§ **Task to complete**:
Here is the listing. Report each line in it that contains the string "reported".

Top of Supplied records

//! Storage collaborator seam.
//!
//! The sync core only lists, downloads and uploads; everything else about the
//! storage backend stays behind these traits.

use crate::errors::SyncResult;
use crate::models::ObjectDescriptor;
use async_trait::async_trait;
use std::{path::Path, sync::Arc};

/// Bucket-style object storage opened with one credential profile.
#[async_trait]
pub trait ObjectStore: Send + Sync {
    /// List the objects of `bucket`. A single page; no pagination.
    async fn list(&self, bucket: &str) -> SyncResult<Vec<ObjectDescriptor>>;

    /// Write the object `bucket/key` to `local_path`.
    async fn download(&self, bucket: &str, key: &str, local_path: &Path) -> SyncResult<()>;

    /// Create or replace `bucket/key` with the content of `local_path`.
    async fn upload(&self, local_path: &Path, bucket: &str, key: &str) -> SyncResult<()>;
}

/// Opens an [`ObjectStore`] for a named credential profile.
#[async_trait]
pub trait StoreFactory: Send + Sync {
    async fn open(&self, profile: &str) -> SyncResult<Arc<dyn ObjectStore>>;
}
//! Represents an object (blob) as reported by a bucket listing.

use chrono::{DateTime, Utc};

/// A single listed object.
///
/// Descriptors carry metadata only, never content bytes. The key is unique
/// within its bucket.
#[derive(Clone, Debug, PartialEq, Eq)]
pub struct ObjectDescriptor {
    /// Object key (path-like identifier within the bucket).
    pub key: String,

    /// Timestamp when the object was last modified.
    pub last_modified: DateTime<Utc>,

    /// Size in bytes.
    pub size: u64,
}

impl ObjectDescriptor {
    pub fn new(key: impl Into<String>, last_modified: DateTime<Utc>, size: u64) -> Self {
        Self {
            key: key.into(),
            last_modified,
            size,
        }
    }

    /// Last path segment of the key, used to name the local staging file.
    pub fn file_name(&self) -> &str {
        self.key.rsplit('/').next().unwrap_or(&self.key)
    }
}
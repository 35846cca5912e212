//! Last-run marker: the instant the previous synchronization run completed.
//!
//! Stored as a single RFC 3339 line with a `+00:00` offset, second precision.

use crate::errors::{SyncError, SyncResult};
use chrono::{DateTime, SecondsFormat, SubsecRound, Utc};
use std::{io::ErrorKind, path::PathBuf};
use tokio::fs;
use tracing::{info, warn};

#[derive(Clone, Debug)]
pub struct LastRunMarker {
    path: PathBuf,
}

impl LastRunMarker {
    pub fn new(path: impl Into<PathBuf>) -> Self {
        Self { path: path.into() }
    }

    pub fn path(&self) -> &std::path::Path {
        &self.path
    }

    /// Read the marker, falling back to the epoch when it is missing or corrupt.
    pub async fn load(&self) -> DateTime<Utc> {
        match self.read().await {
            Ok(Some(at)) => {
                info!("last run marker {} => {}", self.path.display(), at);
                at
            }
            Ok(None) => {
                info!(
                    "no last run marker at {}, treating every object as new",
                    self.path.display()
                );
                DateTime::<Utc>::UNIX_EPOCH
            }
            Err(err) => {
                warn!("ignoring last run marker: {}", err);
                DateTime::<Utc>::UNIX_EPOCH
            }
        }
    }

    /// Strict read: `Ok(None)` when the file does not exist.
    pub async fn read(&self) -> SyncResult<Option<DateTime<Utc>>> {
        let raw = match fs::read_to_string(&self.path).await {
            Ok(raw) => raw,
            Err(err) if err.kind() == ErrorKind::NotFound => return Ok(None),
            Err(err) => return Err(SyncError::Io(err)),
        };

        let line = raw.lines().next().unwrap_or("").trim();
        DateTime::parse_from_rfc3339(line)
            .map(|at| Some(at.with_timezone(&Utc)))
            .map_err(|err| SyncError::Marker {
                path: self.path.clone(),
                reason: format!("`{}`: {}", line, err),
            })
    }

    /// Persist `at` truncated to whole seconds and return the stored value.
    pub async fn store(&self, at: DateTime<Utc>) -> SyncResult<DateTime<Utc>> {
        let at = at.trunc_subsecs(0);
        if let Some(parent) = self.path.parent() {
            if !parent.as_os_str().is_empty() {
                fs::create_dir_all(parent).await?;
            }
        }
        let line = at.to_rfc3339_opts(SecondsFormat::Secs, false);
        fs::write(&self.path, format!("{}\n", line)).await?;
        info!("last run marker {} advanced to {}", self.path.display(), line);
        Ok(at)
    }
}
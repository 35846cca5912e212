//! Core data models for the bucket synchronizer.
//!
//! Object descriptors come from storage listings and are never mutated.
//! Hash records map onto the `hashes` table via `sqlx::FromRow`.

pub mod bucket;
pub mod hash_record;
pub mod object;

pub use bucket::BucketPair;
pub use hash_record::HashRecord;
pub use object::ObjectDescriptor;
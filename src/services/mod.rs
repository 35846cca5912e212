//! Sync services: change detection, hashing, persistence, storage access,
//! and the pass/run orchestration built on top of them.

pub mod detector;
pub mod hash_store;
pub mod hasher;
pub mod marker;
pub mod object_store;
pub mod run_service;
pub mod s3_store;
pub mod sync_service;
use std::fmt::{Display, Formatter, Result};

#[derive(Debug, Clone)]
pub struct Error {
    description: String,
}

impl Error {
    pub fn new(description: &str) -> Self {
        Error {
            description: format!("{}", description),
        }
    }
}

impl std::error::Error for Error {}

impl Display for Error {
    fn fmt(&self, f: &mut Formatter) -> Result {
        write!(f, "{}", self.description.as_str())
    }
}

impl From<std::io::Error> for Error {
    fn from(value: std::io::Error) -> Self {
        Error::new(format!("IO error: {}", value).as_str())
    }
}

impl From<serialport::Error> for Error {
    fn from(value: serialport::Error) -> Self {
        Error::new(format!("Serial port error: {}", value).as_str())
    }
}
use super::error::Error;
use serial2::SerialPort;
use std::{io::ErrorKind, time::Duration};

pub struct DeviceInfo {
    pub port: String,
    pub serial_number: String,
}

/// Enumerate USB serial ports that look like an update target. The updater
/// runs on Raspberry Pi silicon, so only ports with the Raspberry Pi vendor
/// id are reported.
pub fn list_devices() -> Result<Vec<DeviceInfo>, Error> {
    const RASPBERRY_PI_VID: u16 = 0x2E8A;

    let mut devices: Vec<DeviceInfo> = Vec::new();

    for device in serialport::available_ports()?.into_iter() {
        if let serialport::SerialPortType::UsbPort(info) = device.port_type {
            if info.vid == RASPBERRY_PI_VID {
                devices.push(DeviceInfo {
                    port: device.port_name,
                    serial_number: info.serial_number.unwrap_or("".to_string()),
                });
            }
        }
    }

    Ok(devices)
}

/// Byte pipe to the device. The same CDC port carries the firmware stream
/// towards the device and its console text back.
pub struct SerialLink {
    serial: SerialPort,
}

impl SerialLink {
    const BAUD_RATE: u32 = 115_200;
    const READ_TIMEOUT: Duration = Duration::from_millis(16);
    const WRITE_TIMEOUT: Duration = Duration::from_secs(5);
    const CONSOLE_BUFFER_LENGTH: usize = 4 * 1024;

    pub fn open(port: &str) -> Result<Self, Error> {
        let mut link = SerialLink {
            serial: SerialPort::open(port, Self::BAUD_RATE)?,
        };
        link.serial.set_read_timeout(Self::READ_TIMEOUT)?;
        link.serial.set_write_timeout(Self::WRITE_TIMEOUT)?;
        Ok(link)
    }

    pub fn send(&mut self, data: &[u8]) -> Result<(), Error> {
        self.serial.write_all(data)?;
        self.serial.flush()?;
        Ok(())
    }

    /// Collect whatever console text the device printed since the last call,
    /// returning once the port goes quiet.
    pub fn drain_console(&mut self) -> Result<Vec<u8>, Error> {
        let mut collected = vec![];
        let mut buffer = vec![0u8; Self::CONSOLE_BUFFER_LENGTH];
        loop {
            match self.serial.read(&mut buffer) {
                Ok(0) => break,
                Ok(read) => collected.extend(buffer[0..read].iter()),
                Err(error) => match error.kind() {
                    ErrorKind::Interrupted | ErrorKind::TimedOut | ErrorKind::WouldBlock => break,
                    _ => return Err(error.into()),
                },
            }
        }
        Ok(collected)
    }
}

Bottom of Supplied records

§ **Answer section**:
//! Represents an object (blob) as reported by a bucket listing.
/// id are reported.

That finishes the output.